Cosa ti manca del “tuo” calcio nel calcio di oggi?
«Oggi vedo poca passione e poco attaccamento alla maglia: parlo del campo, fuori ci sarebbe tanto da cambiare. La cosa positiva è stato l’avvento di internet e televisioni, che rendono ogni partita visibile. Campioni di allora come Falcao e altri meritavano maggiore visibilità: anche noi eravamo famosi, sia chiaro, non è mancato quello, ma in tanti avrebbero meritato di godere di partite con in campo grandissimi calciatori di questo tipo».
Invece, chi ti ricorda il tuo modo di giocare?
«Molti mi accostano a Gervinho, soprattutto le radio romane con cui parlo spesso e volentieri.
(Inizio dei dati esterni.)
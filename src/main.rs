use std::error::Error;
use std::fs::File;
use std::io::{self, BufReader};
use std::path::{Path, PathBuf};
use std::process::ExitCode;

use budgety::config::{Config, ConfigError};
use budgety::core::LedgerStore;
use budgety::logging::init_tracing;
use budgety::session::{OutputFormat, RunReport, Session};
use clap::{Parser, Subcommand};
use tracing::info;

const DEMO_SCRIPT: &str = "\
add inc Salary 100
add exp Rent 25
list
";

#[derive(Parser)]
#[command(name = "budgety", about = "Track income, expenses and what is left")]
struct Cli {
    /// Path to the configuration file
    #[arg(long, global = true)]
    config: Option<PathBuf>,
    /// Print results as JSON
    #[arg(long, global = true)]
    json: bool,
    #[command(subcommand)]
    command: Commands,
}

#[derive(Subcommand)]
enum Commands {
    /// Read commands from a script file or stdin
    Run {
        #[arg(long)]
        file: Option<PathBuf>,
    },
    /// Record a sample salary and rent and show the result
    Demo,
}

fn load_config(path: Option<&Path>) -> Result<Config, ConfigError> {
    match path {
        Some(path) => Config::load(path),
        None => Config::load_or_default(Path::new("config.toml")),
    }
}

fn main() -> ExitCode {
    let cli = Cli::parse();
    match run(cli) {
        Ok(()) => ExitCode::SUCCESS,
        Err(e) => {
            eprintln!("Error: {e}");
            let mut source = e.source();
            while let Some(cause) = source {
                eprintln!("  caused by: {cause}");
                source = cause.source();
            }
            ExitCode::FAILURE
        }
    }
}

fn run(cli: Cli) -> Result<(), Box<dyn Error>> {
    let cfg = load_config(cli.config.as_deref())?;
    init_tracing(cfg.log_filter());
    info!(id_policy = ?cfg.ledger.id_policy, "Starting budgety");

    let format = if cli.json {
        OutputFormat::Json
    } else {
        OutputFormat::Text
    };
    let today = chrono::Local::now().date_naive();
    let mut session = Session::new(LedgerStore::new(cfg.ledger.id_policy), format, today);

    let stdout = io::stdout();
    let stderr = io::stderr();
    let report: RunReport = match cli.command {
        Commands::Run { file: Some(path) } => {
            let reader = BufReader::new(File::open(&path)?);
            session.run(reader, stdout.lock(), stderr.lock())?
        }
        Commands::Run { file: None } => {
            session.run(io::stdin().lock(), stdout.lock(), stderr.lock())?
        }
        Commands::Demo => {
            session.run(DEMO_SCRIPT.as_bytes(), stdout.lock(), stderr.lock())?
        }
    };

    if report.failed > 0 {
        return Err(format!("{} command(s) failed", report.failed).into());
    }
    Ok(())
}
Forse facilità di corsa, dribbling e progressione sono somiglianti: possiamo dire che lui segna di più, io forse tecnicamente avevo qualcosina in più dell’ivoriano, che è un calciatore davvero formidabile, esaltato dagli schemi di Garcia a Roma».
Nell’ultima stagione hai allenato a Derthona, in D: non metterai mai da parte il campo per la cucina?
«Ho ancora tantissima voglia di seguire questo sport, nonostante i grandi cambiamenti che ci sono stati mi è rimasta la grande passione. Per questo ho cercato di abbinare il calcio ad altre attività e ancora oggi faccio l’allenatore. Posso diventare il più grande chef, ma resto sempre l’ex calciatore. E sfrutterò il fatto di essere stato un calciatore. Quando giocavo cucinavo, non vedo perché mentre cucino non potrei allenare. Chi non si accontenta può fare due cose fatte bene. Una cosa fatta bene e basta la lasciamo a chi si accontenta».